There are those who insist that without the cooperation of Congress and Senate the presidency can achieve nothing, that one can only bring change by working "within the system". One could take this argument seriously were it not for the fact that the failure of Congress to pass sensible gun laws, the sabotage of the Affordable Healthcare Act and the immutability of the Bush-era tax cuts for the rich are staring us in the face. Unfortunately, what the Obama administration continued to do was to work "within the system" which allowed the GOP to block any legislation that ran contrary to the interest of corporate lobbies. The President of the United States is most certainly not a powerless puppet unless the office allows itself to be as such. In Bernie Sanders we have a candidate who will at least resist the influence of lobbies and use Presidential power to do what he constitutionally can to rid the country of the parasitic oligarchy that currently dictates terms.
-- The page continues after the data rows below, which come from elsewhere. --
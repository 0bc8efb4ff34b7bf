//! Result (ExecRecord) cache.
//!
//! Records are keyed by method identity and the ordered content hashes of
//! their inputs. Several records may share a key; the earliest eligible one
//! is authoritative.

use std::collections::HashMap;
use std::fmt;
use std::sync::{Arc, PoisonError, RwLock};

use chrono::{DateTime, Utc};
use serde::{Deserialize, Serialize};
use sluice_pipeline::{Method, MethodId};
use tracing::{debug, info};
use uuid::Uuid;

use crate::dataset::{DatasetId, DatasetRegistry};
use crate::error::CacheError;
use crate::hash::ContentHash;

/// Identity of an exec record. Ids are handed out in creation order.
#[derive(Debug, Clone, Copy, PartialEq, Eq, Hash, PartialOrd, Ord, Serialize, Deserialize)]
pub struct RecordId(pub u64);

impl fmt::Display for RecordId {
  fn fmt(&self, f: &mut fmt::Formatter<'_>) -> fmt::Result {
    write!(f, "er{}", self.0)
  }
}

/// Outcome of the component that generates a record.
#[derive(Debug, Clone, Copy, PartialEq, Eq, Serialize, Deserialize)]
#[serde(rename_all = "snake_case")]
pub enum RecordStatus {
  Running,
  Succeeded,
  Failed,
}

#[derive(Debug, Clone, PartialEq, Serialize, Deserialize)]
pub struct ExecRecord {
  pub id: RecordId,
  pub method: MethodId,
  pub input_hashes: Vec<ContentHash>,
  pub outputs: Vec<DatasetId>,
  /// Records that produced this record's inputs.
  pub derived_from: Vec<RecordId>,
  /// Log of the generating execution.
  pub log_id: Option<Uuid>,
  pub status: RecordStatus,
  pub redacted: bool,
  pub created_at: DateTime<Utc>,
}

impl ExecRecord {
  fn is_eligible(&self) -> bool {
    self.status == RecordStatus::Succeeded && !self.redacted
  }
}

/// What to do with a component about to execute.
#[derive(Debug, Clone, PartialEq)]
pub enum ReuseDecision {
  /// Point the component at the record; its outputs are on disk.
  Reuse(ExecRecord),
  /// The record stands, but some output bytes were purged and must be
  /// regenerated before a consumer can read them.
  Recover(ExecRecord),
  Miss,
}

type CacheKey = (MethodId, Vec<ContentHash>);

#[derive(Debug, Default)]
struct Records {
  next_id: u64,
  records: HashMap<RecordId, ExecRecord>,
  /// Record ids per key, ascending.
  index: HashMap<CacheKey, Vec<RecordId>>,
}

/// Shared result cache.
#[derive(Debug, Clone, Default)]
pub struct ResultCache {
  inner: Arc<RwLock<Records>>,
}

impl ResultCache {
  pub fn new() -> Self {
    Self::default()
  }

  /// Open a record for an execution that is about to start.
  pub fn insert(
    &self,
    method: MethodId,
    input_hashes: Vec<ContentHash>,
    derived_from: Vec<RecordId>,
  ) -> ExecRecord {
    let mut inner = self.inner.write().unwrap_or_else(PoisonError::into_inner);
    let id = RecordId(inner.next_id);
    inner.next_id += 1;

    let record = ExecRecord {
      id,
      method: method.clone(),
      input_hashes: input_hashes.clone(),
      outputs: Vec::new(),
      derived_from,
      log_id: None,
      status: RecordStatus::Running,
      redacted: false,
      created_at: Utc::now(),
    };
    inner.records.insert(id, record.clone());
    inner.index.entry((method, input_hashes)).or_default().push(id);
    debug!(record = %id, method = %record.method, "exec_record_created");
    record
  }

  /// Mark the generating execution successful.
  pub fn complete(
    &self,
    id: RecordId,
    outputs: Vec<DatasetId>,
    log_id: Uuid,
  ) -> Result<(), CacheError> {
    self.finish(id, RecordStatus::Succeeded, outputs, Some(log_id))
  }

  /// Mark the generating execution failed. The record is never reused.
  pub fn fail(&self, id: RecordId, log_id: Option<Uuid>) -> Result<(), CacheError> {
    self.finish(id, RecordStatus::Failed, Vec::new(), log_id)
  }

  fn finish(
    &self,
    id: RecordId,
    status: RecordStatus,
    outputs: Vec<DatasetId>,
    log_id: Option<Uuid>,
  ) -> Result<(), CacheError> {
    let mut inner = self.inner.write().unwrap_or_else(PoisonError::into_inner);
    let record = inner
      .records
      .get_mut(&id)
      .ok_or(CacheError::UnknownRecord { id })?;
    if record.status != RecordStatus::Running {
      return Err(CacheError::RecordFinished { id });
    }
    record.status = status;
    record.outputs = outputs;
    record.log_id = log_id;
    Ok(())
  }

  pub fn get(&self, id: RecordId) -> Result<ExecRecord, CacheError> {
    let inner = self.inner.read().unwrap_or_else(PoisonError::into_inner);
    inner
      .records
      .get(&id)
      .cloned()
      .ok_or(CacheError::UnknownRecord { id })
  }

  /// The earliest successful, unredacted record for exactly these inputs.
  pub fn find_reusable(
    &self,
    method: &MethodId,
    input_hashes: &[ContentHash],
  ) -> Option<ExecRecord> {
    let inner = self.inner.read().unwrap_or_else(PoisonError::into_inner);
    let key = (method.clone(), input_hashes.to_vec());
    inner
      .index
      .get(&key)?
      .iter()
      .filter_map(|id| inner.records.get(id))
      .find(|record| record.is_eligible())
      .cloned()
  }

  /// Decide whether a method execution can be skipped.
  pub fn decide(
    &self,
    method: &Method,
    input_hashes: &[ContentHash],
    datasets: &DatasetRegistry,
  ) -> ReuseDecision {
    if !method.is_reusable() {
      return ReuseDecision::Miss;
    }
    match self.find_reusable(&method.id, input_hashes) {
      Some(record) if datasets.all_retained(&record.outputs) => ReuseDecision::Reuse(record),
      Some(record) => ReuseDecision::Recover(record),
      None => ReuseDecision::Miss,
    }
  }

  /// Invalidate a record and every record derived from it. Returns the ids
  /// newly redacted.
  pub fn redact(&self, id: RecordId) -> Result<Vec<RecordId>, CacheError> {
    let mut inner = self.inner.write().unwrap_or_else(PoisonError::into_inner);
    if !inner.records.contains_key(&id) {
      return Err(CacheError::UnknownRecord { id });
    }

    let mut redacted = Vec::new();
    let mut pending = vec![id];
    while let Some(next) = pending.pop() {
      let Some(record) = inner.records.get_mut(&next) else {
        continue;
      };
      if record.redacted {
        continue;
      }
      record.redacted = true;
      redacted.push(next);

      pending.extend(
        inner
          .records
          .values()
          .filter(|r| !r.redacted && r.derived_from.contains(&next))
          .map(|r| r.id),
      );
    }

    redacted.sort();
    info!(record = %id, count = redacted.len(), "exec_record_redacted");
    Ok(redacted)
  }

  pub fn len(&self) -> usize {
    let inner = self.inner.read().unwrap_or_else(PoisonError::into_inner);
    inner.records.len()
  }

  pub fn is_empty(&self) -> bool {
    self.len() == 0
  }
}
Bernie Sanders is more than just a presidential candidate; he is the face of a wave of indignation from within every race, religion and ethnicity. He represents Americans who are tired of an establishment that is perpetually willing to sacrifice their futures at the altar of vested interests. Who reject a dispensation that cannot put aside party loyalty to legislate for the common good. Who are shocked and horrified by the war machine that one administration after another has kept feeding. Who believe that true liberalism does not merely raise slogans of liberty and equality but ensures that these rights are truly made inalienable.

Bernie Sanders will win Iowa, New Hampshire and everything after. The nation has awakened from its slumber and the oligarchic Bastille of the establishment should prepare to fall.